Things We Lose

by shadowshrike



Category: Fire Emblem: If | Fire Emblem: Fates
Genre: Bittersweet, Gen, Loss of Identity, Nohr | Conquest Route
Language: English
Status: Completed
Published: 2018-09-25
Updated: 2018-09-25
Packaged: 2019-07-17 15:44:53
Rating: Teen And Up Audiences
Warnings: No Archive Warnings Apply
Chapters: 1
Words: 884
Publisher: archiveofourown.org
Story URL: https://archiveofourown.org/works/16098740
Author URL: https://archiveofourown.org/users/shadowshrike/pseuds/shadowshrike
Summary: "The first thing Suzukaze lost was his words. Not all of them, of course, but enough." A brief look at surrendering a home and culture that was once your entire life.





	Things We Lose

The first thing Suzukaze lost was his words. Not all of them, of course, but enough. Hoshidan was a complicated language that only the most educated could write fluently, and with no one to practice with in Nohr, mere months into his stay Suzukaze found fuzzy gaps in his memory where the kanji should be. At first it was only the most complex words that eluded him. Archaic ones he had rarely used even when he spent every waking moment immersed in his mother tongue became ghosts lurking in the shadows just out of reach. However, Suzukaze knew with dreaded certainty the rest would eventually follow into the abyss now that he could not return home to refresh their memory.
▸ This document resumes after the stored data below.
//! nt-stream-demo: 使用脚本化上游演示限流、熔断与流桥接的命令行工具
//!
//! Usage:
//!   nt-stream-demo stream [--config <file>] [--json-logs]   Stream a scripted answer to stdout
//!   nt-stream-demo burst  [--config <file>] [--json-logs]   Fire requests until the limiter rejects
//!   nt-stream-demo outage [--config <file>] [--json-logs]   Fail upstream until the breaker opens

use anyhow::{bail, Context};
use neural_terminal::logging::{self, LogFormat};
use neural_terminal::source::{Script, ScriptedSource};
use neural_terminal::{
    CompletionClient, CompletionCollector, CompletionRequest, Error, Message, ResilienceConfig,
    UpstreamError,
};
use std::io::Write;
use std::sync::Arc;
use std::time::Duration;

const MODEL: &str = "meta/llama-3.1-8b-instruct";

fn main() -> anyhow::Result<()> {
    let args: Vec<String> = std::env::args().collect();
    if args.len() < 2 {
        print_usage();
        std::process::exit(1);
    }

    let format = if args.iter().any(|a| a == "--json-logs") {
        LogFormat::Json
    } else {
        LogFormat::Pretty
    };
    logging::init(format, "info").context("logging setup")?;
    let config = load_config(&args[2..])?;

    match args[1].as_str() {
        "stream" => cmd_stream(config),
        "burst" => cmd_burst(config),
        "outage" => cmd_outage(config),
        "help" | "--help" | "-h" => {
            print_usage();
            Ok(())
        }
        other => {
            eprintln!("Unknown command: {other}");
            eprintln!();
            print_usage();
            std::process::exit(1);
        }
    }
}

fn print_usage() {
    println!(
        r#"nt-stream-demo: resilience layer demo against a scripted upstream

USAGE:
    nt-stream-demo <COMMAND> [OPTIONS]

COMMANDS:
    stream      Stream a scripted answer chunk by chunk
    burst       Send requests back to back until the rate limiter rejects one
    outage      Fail the upstream until the circuit breaker opens
    help        Show this help message

OPTIONS:
    --config <file>     YAML resilience configuration
    --json-logs         Emit logs as JSON

ENVIRONMENT:
    NT_RATE_LIMIT_RPM, NT_RATE_LIMIT_BURST, NT_BREAKER_FAILURE_THRESHOLD,
    NT_BREAKER_RECOVERY_SECS, NT_STREAM_CHUNK_TIMEOUT_MS, NT_STREAM_QUEUE_CAPACITY
    RUST_LOG            Log filter (default: info)"#
    );
}

fn load_config(args: &[String]) -> anyhow::Result<ResilienceConfig> {
    let mut config = match args.iter().position(|a| a == "--config") {
        Some(i) => {
            let Some(path) = args.get(i + 1) else {
                bail!("--config needs a file path");
            };
            ResilienceConfig::from_yaml_file(path)
                .with_context(|| format!("loading {path}"))?
        }
        None => ResilienceConfig::default(),
    };
    config.apply_env_overrides().context("environment overrides")?;
    Ok(config)
}

fn request(text: &str) -> CompletionRequest {
    CompletionRequest::new(
        MODEL,
        vec![
            Message::system("You are a helpful terminal assistant."),
            Message::user(text),
        ],
    )
}

fn cmd_stream(config: ResilienceConfig) -> anyhow::Result<()> {
    let source = ScriptedSource::new()
        .with_chunk_delay(Duration::from_millis(40))
        .with_fallback(Script::reply(
            MODEL,
            &["The ", "bridge ", "delivers ", "chunks ", "in ", "order."],
        ));
    let client = CompletionClient::builder()
        .config(config)
        .build(Arc::new(source))?;

    let stream = client.stream_chat(request("How does streaming work?"))?;
    let mut collector = CompletionCollector::new();
    let mut stdout = std::io::stdout();
    let meta = collector.drive(
        stream,
        |delta| {
            let _ = write!(stdout, "{delta}");
            let _ = stdout.flush();
        },
        |_| {},
    )?;
    println!();

    if let Some(meta) = meta {
        println!("metadata: {}", serde_json::to_string_pretty(&meta)?);
    }
    println!("breaker: {:?}", client.signals().circuit_breaker.state);
    Ok(())
}

fn cmd_burst(config: ResilienceConfig) -> anyhow::Result<()> {
    let source = ScriptedSource::new().with_fallback(Script::reply(MODEL, &["ok"]));
    let client = CompletionClient::builder()
        .config(config)
        .build(Arc::new(source))?;

    for n in 1.. {
        match client.complete(&request("ping")) {
            Ok(completion) => println!("request {n}: {}", completion.content),
            Err(e @ Error::RateLimitExceeded { .. }) => {
                println!("request {n}: {e}");
                println!("user sees: {}", e.user_message());
                break;
            }
            Err(e) => return Err(e.into()),
        }
    }
    Ok(())
}

fn cmd_outage(config: ResilienceConfig) -> anyhow::Result<()> {
    let threshold = config.circuit_breaker.failure_threshold;
    let source = ScriptedSource::new().with_fallback(Script::fail_after(
        &["partial "],
        UpstreamError::ModelUnavailable {
            model_id: Some(MODEL.into()),
        },
    ));
    // Keep the limiter out of the way.
    let config = ResilienceConfig {
        rate_limit: config
            .rate_limit
            .with_burst_size(threshold.saturating_add(2)),
        ..config
    };
    let client = CompletionClient::builder()
        .config(config)
        .build(Arc::new(source))?;

    for n in 1..=threshold.saturating_add(1) {
        let stream = match client.stream_chat(request("hello?")) {
            Ok(stream) => stream,
            Err(e) => {
                println!("attempt {n}: rejected: {e}");
                println!("user sees: {}", e.user_message());
                break;
            }
        };
        let mut collector = CompletionCollector::new();
        if let Err(e) = collector.drive(stream, |_| {}, |_| {}) {
            println!(
                "attempt {n}: failed after {:?}: {} (code {})",
                collector.content(),
                e,
                e.code()
            );
        }
    }
    let signals = client.signals();
    println!(
        "breaker: {:?}, failures={}, reopens in {:?}",
        signals.circuit_breaker.state,
        signals.circuit_breaker.failure_count,
        signals.circuit_breaker.open_remaining
    );
    Ok(())
}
It was only a matter of time before he slipped in his daily rituals, too. Those little things he’d learned to do in a particular way - dressing, eating, bathing - would seem silly the longer he spent away from where they were a fact of life. Suzukaze would forget their names. Their significance. He would let them morph into some bastardization of their pure form, reshaped by an existence surrounded by Nohrian culture, his ninja upbringing ultimately nothing more than a distorted echo of a past life he could never fully recapture.

The day he first forgot his words, Suzukaze told Corrin he could not teach her the language of her birth. He knew it would be true all too soon.

Next to leave were the faces. Again, not the most important ones, but ones he nevertheless never thought he would lose. The irritable butcher in his hometown scowling at his assistant, the scheming children who played card games near the castle waving at him, the farm girl who gave him a basket of produce every time he passed through her village blushing as she handed over part of her latest harvest despite his protests. Their faces blurred and meshed until all he could call to mind was the feelings they stirred in his heart rather than their features.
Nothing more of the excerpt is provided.